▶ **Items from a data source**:
╭──

//! Document capability trait
//!
//! The store needs to read and assign a document's id and, when the type
//! carries them, its creation and modification stamps. Types opt into that
//! through [`Document`]; everything is resolved at compile time.
//!
//! ```
//! use chrono::{DateTime, Utc};
//! use serde::{Deserialize, Serialize};
//! use stratadoc_core::{Document, DocumentId};
//!
//! #[derive(Serialize, Deserialize)]
//! #[serde(rename_all = "camelCase")]
//! struct User {
//!     id: DocumentId,
//!     name: String,
//!     updated_at: Option<DateTime<Utc>>,
//! }
//!
//! impl Document for User {
//!     fn id(&self) -> DocumentId {
//!         self.id
//!     }
//!     fn set_id(&mut self, id: DocumentId) {
//!         self.id = id;
//!     }
//!     fn set_updated_at(&mut self, at: DateTime<Utc>) {
//!         self.updated_at = Some(at);
//!     }
//! }
//! ```

use crate::id::DocumentId;
use chrono::{DateTime, Utc};
use serde::de::DeserializeOwned;
use serde::Serialize;

/// Field name used for the id of untyped JSON documents
pub const ID_FIELD: &str = "id";

/// A type that can be stored in a collection
pub trait Document: Serialize + DeserializeOwned {
    /// Current id; [`DocumentId::EMPTY`] when unassigned
    fn id(&self) -> DocumentId;

    /// Assign the id
    fn set_id(&mut self, id: DocumentId);

    /// Record the creation time. Default: not tracked.
    fn set_created_at(&mut self, _at: DateTime<Utc>) {}

    /// Record the last modification time. Default: not tracked.
    fn set_updated_at(&mut self, _at: DateTime<Utc>) {}
}

/// Untyped documents keep their id in a top-level `"id"` string member.
/// Assigning [`DocumentId::EMPTY`] removes the member.
impl Document for serde_json::Value {
    fn id(&self) -> DocumentId {
        self.get(ID_FIELD)
            .and_then(|v| v.as_str())
            .and_then(DocumentId::try_parse)
            .unwrap_or(DocumentId::EMPTY)
    }

    fn set_id(&mut self, id: DocumentId) {
        if let Some(object) = self.as_object_mut() {
            if id.is_empty() {
                object.remove(ID_FIELD);
            } else {
                object.insert(ID_FIELD.to_string(), serde_json::Value::String(id.to_hex()));
            }
        }
    }
}
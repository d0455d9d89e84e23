#[path = "../common/mod.rs"]
mod common;

mod identifiers;
mod indexes;
mod persistence;
mod queries;
mod transactions;
mod writes;
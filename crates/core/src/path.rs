//! Field paths into a document payload
//!
//! A [`FieldPath`] names a value inside a document, e.g. `address.city` or
//! `tags[0]`. Paths are written the way the caller spells the fields; the
//! on-disk names come from applying a [`FieldNaming`](crate::FieldNaming)
//! rule to every key segment.
//!
//! Key segments are restricted to ASCII letters, digits, `_` and `-`. The
//! restriction is what allows a path to be rendered directly into SQL text.

use crate::error::Error;
use crate::limits::{LimitError, MAX_PATH_LENGTH};
use serde::{Deserialize, Serialize};
use std::fmt;
use std::str::FromStr;
use thiserror::Error;

/// Error from parsing a path string
#[derive(Debug, Error, Clone, PartialEq, Eq)]
pub enum PathParseError {
    /// Path is empty
    #[error("field path is empty")]
    Empty,
    /// Empty key in path
    #[error("empty key in path at position {0}")]
    EmptyKey(usize),
    /// Unclosed bracket
    #[error("unclosed bracket starting at position {0}")]
    UnclosedBracket(usize),
    /// Invalid array index
    #[error("invalid array index at position {0}: {1}")]
    InvalidIndex(usize, String),
    /// Unexpected character
    #[error("unexpected character '{0}' at position {1}")]
    UnexpectedChar(char, usize),
    /// Too many segments
    #[error(transparent)]
    TooLong(#[from] LimitError),
}

impl From<PathParseError> for Error {
    fn from(e: PathParseError) -> Self {
        match e {
            PathParseError::TooLong(limit) => Error::Limit(limit),
            other => Error::InvalidArgument(other.to_string()),
        }
    }
}

/// A segment in a field path
#[derive(Debug, Clone, PartialEq, Eq, Hash, Serialize, Deserialize)]
pub enum PathSegment {
    /// Object member access
    Key(String),
    /// Array element access
    Index(usize),
}

impl fmt::Display for PathSegment {
    fn fmt(&self, f: &mut fmt::Formatter<'_>) -> fmt::Result {
        match self {
            PathSegment::Key(k) => write!(f, "{}", k),
            PathSegment::Index(i) => write!(f, "[{}]", i),
        }
    }
}

/// Non-empty path into a document
#[derive(Debug, Clone, PartialEq, Eq, Hash, Serialize, Deserialize)]
pub struct FieldPath {
    segments: Vec<PathSegment>,
}

impl FieldPath {
    /// Parse a path, e.g. `address.city` or `items[2].name`
    pub fn parse(s: &str) -> Result<Self, PathParseError> {
        s.parse()
    }

    /// Build a path from pre-validated key segments
    ///
    /// # Errors
    ///
    /// Fails if there are no keys or a key contains characters outside
    /// `[A-Za-z0-9_-]`.
    pub fn from_keys<I, S>(keys: I) -> Result<Self, PathParseError>
    where
        I: IntoIterator<Item = S>,
        S: Into<String>,
    {
        let mut segments = Vec::new();
        for (pos, key) in keys.into_iter().enumerate() {
            let key = key.into();
            if key.is_empty() {
                return Err(PathParseError::EmptyKey(pos));
            }
            if let Some(c) = key.chars().find(|c| !is_key_char(*c)) {
                return Err(PathParseError::UnexpectedChar(c, pos));
            }
            segments.push(PathSegment::Key(key));
        }
        Self::from_segments(segments)
    }

    fn from_segments(segments: Vec<PathSegment>) -> Result<Self, PathParseError> {
        if segments.is_empty() {
            return Err(PathParseError::Empty);
        }
        if segments.len() > MAX_PATH_LENGTH {
            return Err(LimitError::PathTooLong {
                length: segments.len(),
                max: MAX_PATH_LENGTH,
            }
            .into());
        }
        Ok(FieldPath { segments })
    }

    /// Path segments in order
    pub fn segments(&self) -> &[PathSegment] {
        &self.segments
    }

    /// Number of segments
    pub fn len(&self) -> usize {
        self.segments.len()
    }

    /// Always false; kept for API symmetry with `len`
    pub fn is_empty(&self) -> bool {
        self.segments.is_empty()
    }

    /// First index segment, if any
    pub fn first_index(&self) -> Option<usize> {
        self.segments.iter().find_map(|s| match s {
            PathSegment::Index(i) => Some(*i),
            PathSegment::Key(_) => None,
        })
    }

    /// Key segments, or `None` if the path contains an index
    pub fn keys(&self) -> Option<Vec<&str>> {
        self.segments
            .iter()
            .map(|s| match s {
                PathSegment::Key(k) => Some(k.as_str()),
                PathSegment::Index(_) => None,
            })
            .collect()
    }

    /// Extend with another key segment
    pub fn child(&self, key: &str) -> Result<Self, PathParseError> {
        let mut next = self.clone();
        let tail = FieldPath::from_keys([key])?;
        next.segments.extend(tail.segments);
        Self::from_segments(next.segments)
    }

    /// Dotted string form
    pub fn to_path_string(&self) -> String {
        let mut result = String::new();
        for (i, segment) in self.segments.iter().enumerate() {
            match segment {
                PathSegment::Key(k) => {
                    if i > 0 {
                        result.push('.');
                    }
                    result.push_str(k);
                }
                PathSegment::Index(idx) => {
                    result.push_str(&format!("[{}]", idx));
                }
            }
        }
        result
    }
}

fn is_key_char(c: char) -> bool {
    c.is_ascii_alphanumeric() || c == '_' || c == '-'
}

impl FromStr for FieldPath {
    type Err = PathParseError;

    /// Supported syntax:
    /// - `foo` - object key
    /// - `foo.bar` - nested keys
    /// - `foo[0]` - key then index
    /// - `foo[0].bar` - mixed
    fn from_str(s: &str) -> Result<Self, Self::Err> {
        if s.is_empty() {
            return Err(PathParseError::Empty);
        }

        let mut segments = Vec::new();
        let chars: Vec<char> = s.chars().collect();
        let mut i = 0;

        while i < chars.len() {
            if chars[i] == '.' {
                if segments.is_empty() {
                    return Err(PathParseError::EmptyKey(i));
                }
                i += 1;
                if i >= chars.len() || !is_key_char(chars[i]) {
                    return Err(PathParseError::EmptyKey(i));
                }
            }

            if chars[i] == '[' {
                let start = i;
                i += 1;
                let idx_start = i;

                while i < chars.len() && chars[i] != ']' {
                    i += 1;
                }

                if i >= chars.len() {
                    return Err(PathParseError::UnclosedBracket(start));
                }

                let idx_str: String = chars[idx_start..i].iter().collect();
                let idx = idx_str
                    .parse::<usize>()
                    .map_err(|_| PathParseError::InvalidIndex(idx_start, idx_str))?;

                segments.push(PathSegment::Index(idx));
                i += 1;
            } else if is_key_char(chars[i]) {
                if i > 0 && chars[i - 1] == ']' {
                    return Err(PathParseError::UnexpectedChar(chars[i], i));
                }
                let key_start = i;
                while i < chars.len() && is_key_char(chars[i]) {
                    i += 1;
                }
                let key: String = chars[key_start..i].iter().collect();
                segments.push(PathSegment::Key(key));
            } else {
                return Err(PathParseError::UnexpectedChar(chars[i], i));
            }
        }

        Self::from_segments(segments)
    }
}

impl fmt::Display for FieldPath {
    fn fmt(&self, f: &mut fmt::Formatter<'_>) -> fmt::Result {
        f.write_str(&self.to_path_string())
    }
}

impl TryFrom<&str> for FieldPath {
    type Error = PathParseError;

    fn try_from(s: &str) -> Result<Self, Self::Error> {
        s.parse()
    }
}
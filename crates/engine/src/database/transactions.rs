//! Savepoint-based transactions
//!
//! A [`Transaction`] holds the connection guard for its whole lifetime, so
//! other threads queue behind it while the owning thread keeps issuing
//! operations (the lock is re-entrant). Each transaction is one SQLite
//! `SAVEPOINT`, which makes them nest: beginning a transaction while another
//! is open on the same thread opens an inner savepoint.
//!
//! Dropping a transaction that was neither committed nor rolled back rolls
//! it back.

use super::Database;
use parking_lot::ReentrantMutexGuard;
use rusqlite::Connection;
use std::sync::atomic::Ordering;
use stratadoc_core::{Error, Result};
use tracing::{trace, warn};

/// An open savepoint on a [`Database`]
pub struct Transaction<'db> {
    db: &'db Database,
    conn: ReentrantMutexGuard<'db, Connection>,
    savepoint: String,
    finished: bool,
}

impl std::fmt::Debug for Transaction<'_> {
    fn fmt(&self, f: &mut std::fmt::Formatter<'_>) -> std::fmt::Result {
        f.debug_struct("Transaction")
            .field("savepoint", &self.savepoint)
            .field("finished", &self.finished)
            .finish()
    }
}

impl<'db> Transaction<'db> {
    pub(super) fn start(db: &'db Database, conn: ReentrantMutexGuard<'db, Connection>) -> Result<Self> {
        let seq = db.savepoint_seq.fetch_add(1, Ordering::Relaxed);
        let savepoint = format!("sd_sp_{}", seq);
        conn.execute_batch(&format!("SAVEPOINT {}", savepoint))
            .map_err(Error::storage)?;
        trace!(target: "stratadoc::txn", %savepoint, "begin");
        Ok(Transaction {
            db,
            conn,
            savepoint,
            finished: false,
        })
    }

    /// The database this transaction belongs to
    pub fn database(&self) -> &'db Database {
        self.db
    }

    /// Savepoint name, unique per database instance
    pub fn name(&self) -> &str {
        &self.savepoint
    }

    pub(crate) fn connection(&self) -> &Connection {
        &self.conn
    }

    /// Make the transaction's writes permanent (or visible to the enclosing
    /// transaction when nested).
    pub fn commit(mut self) -> Result<()> {
        self.finished = true;
        self.conn
            .execute_batch(&format!("RELEASE SAVEPOINT {}", self.savepoint))
            .map_err(Error::storage)?;
        trace!(target: "stratadoc::txn", savepoint = %self.savepoint, "commit");
        Ok(())
    }

    /// Discard every write made since the transaction began.
    pub fn rollback(mut self) -> Result<()> {
        self.finished = true;
        self.undo()
    }

    fn undo(&self) -> Result<()> {
        // The catalog memo may hold ids of collections created inside the
        // discarded savepoint.
        self.db.collection_ids.clear();
        self.conn
            .execute_batch(&format!(
                "ROLLBACK TO SAVEPOINT {sp}; RELEASE SAVEPOINT {sp}",
                sp = self.savepoint
            ))
            .map_err(Error::storage)?;
        trace!(target: "stratadoc::txn", savepoint = %self.savepoint, "rollback");
        Ok(())
    }
}

impl Drop for Transaction<'_> {
    fn drop(&mut self) {
        if !self.finished {
            if let Err(e) = self.undo() {
                warn!(target: "stratadoc::txn", savepoint = %self.savepoint, error = %e, "rollback on drop failed");
            }
        }
    }
}

impl Database {
    /// Begin a transaction.
    ///
    /// Blocks while another thread holds a transaction. On the thread that
    /// already holds one, this opens a nested savepoint instead.
    pub fn begin(&self) -> Result<Transaction<'_>> {
        Transaction::start(self, self.conn.lock())
    }

    /// Run `f` inside a transaction.
    ///
    /// Commits when `f` returns `Ok`, rolls back when it returns `Err` and
    /// hands the closure's error back unchanged.
    ///
    /// # Example
    ///
    /// ```
    /// use stratadoc_engine::Database;
    /// use serde_json::json;
    ///
    /// let db = Database::open_in_memory().unwrap();
    /// let people = db.collection::<serde_json::Value>("people").unwrap();
    /// let result: stratadoc_core::Result<()> = db.transaction(|txn| {
    ///     people.insert(&mut json!({"name": "Ada"}), Some(txn))?;
    ///     Err(stratadoc_core::Error::invalid_argument("abort"))
    /// });
    /// assert!(result.is_err());
    /// assert_eq!(people.count_all(None).unwrap(), 0);
    /// ```
    pub fn transaction<F, T>(&self, f: F) -> Result<T>
    where
        F: FnOnce(&Transaction<'_>) -> Result<T>,
    {
        let txn = self.begin()?;
        match f(&txn) {
            Ok(value) => {
                txn.commit()?;
                Ok(value)
            }
            Err(e) => {
                if let Err(rollback_err) = txn.rollback() {
                    warn!(target: "stratadoc::txn", error = %rollback_err, "rollback after failed transaction failed");
                }
                Err(e)
            }
        }
    }

    /// Run `f` atomically, nested under `txn` when one is given.
    pub(crate) fn atomic<F, T>(&self, txn: Option<&Transaction<'_>>, f: F) -> Result<T>
    where
        F: FnOnce(&Transaction<'_>) -> Result<T>,
    {
        if let Some(outer) = txn {
            debug_assert!(std::ptr::eq(outer.database(), self));
        }
        self.transaction(f)
    }
}

#[cfg(test)]
mod tests {
    use crate::database::Database;
    use stratadoc_query::Param;

    fn count(db: &Database) -> i64 {
        let value = db
            .scalar("SELECT COUNT(*) FROM sd_collections", &[], None)
            .unwrap();
        crate::database::sql::as_i64(&value.unwrap()).unwrap()
    }

    fn add(db: &Database, name: &str, txn: Option<&super::Transaction<'_>>) {
        db.execute(
            "INSERT INTO sd_collections (name, created_at) VALUES (?, 'now')",
            &[Param::Text(name.into())],
            txn,
        )
        .unwrap();
    }

    #[test]
    fn test_commit_persists() {
        let db = Database::open_in_memory().unwrap();
        let txn = db.begin().unwrap();
        add(&db, "a", Some(&txn));
        txn.commit().unwrap();
        assert_eq!(count(&db), 1);
    }

    #[test]
    fn test_rollback_discards() {
        let db = Database::open_in_memory().unwrap();
        let txn = db.begin().unwrap();
        add(&db, "a", Some(&txn));
        txn.rollback().unwrap();
        assert_eq!(count(&db), 0);
    }

    #[test]
    fn test_drop_rolls_back() {
        let db = Database::open_in_memory().unwrap();
        {
            let txn = db.begin().unwrap();
            add(&db, "a", Some(&txn));
        }
        assert_eq!(count(&db), 0);
    }

    #[test]
    fn test_nested_inner_rollback_keeps_outer() {
        let db = Database::open_in_memory().unwrap();
        let outer = db.begin().unwrap();
        add(&db, "a", Some(&outer));
        {
            let inner = db.begin().unwrap();
            add(&db, "b", Some(&inner));
            inner.rollback().unwrap();
        }
        outer.commit().unwrap();
        assert_eq!(count(&db), 1);
    }

    #[test]
    fn test_closure_commits_on_ok() {
        let db = Database::open_in_memory().unwrap();
        let n = db
            .transaction(|txn| {
                add(&db, "a", Some(txn));
                add(&db, "b", Some(txn));
                Ok(2)
            })
            .unwrap();
        assert_eq!(n, 2);
        assert_eq!(count(&db), 2);
    }

    #[test]
    fn test_closure_rolls_back_on_err() {
        let db = Database::open_in_memory().unwrap();
        let result: stratadoc_core::Result<()> = db.transaction(|txn| {
            add(&db, "a", Some(txn));
            Err(stratadoc_core::Error::invalid_argument("nope"))
        });
        assert!(matches!(
            result,
            Err(stratadoc_core::Error::InvalidArgument(_))
        ));
        assert_eq!(count(&db), 0);
    }

    #[test]
    fn test_savepoint_names_unique() {
        let db = Database::open_in_memory().unwrap();
        let a = db.begin().unwrap();
        let a_name = a.name().to_string();
        a.commit().unwrap();
        let b = db.begin().unwrap();
        assert_ne!(a_name, b.name());
    }
}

╰──

▶ **Work instructions**:
Read the entries and select each line where the word "Default" is found.

▶ **Your response**:
    /// Record the creation time. Default: not tracked.
    /// Record the last modification time. Default: not tracked.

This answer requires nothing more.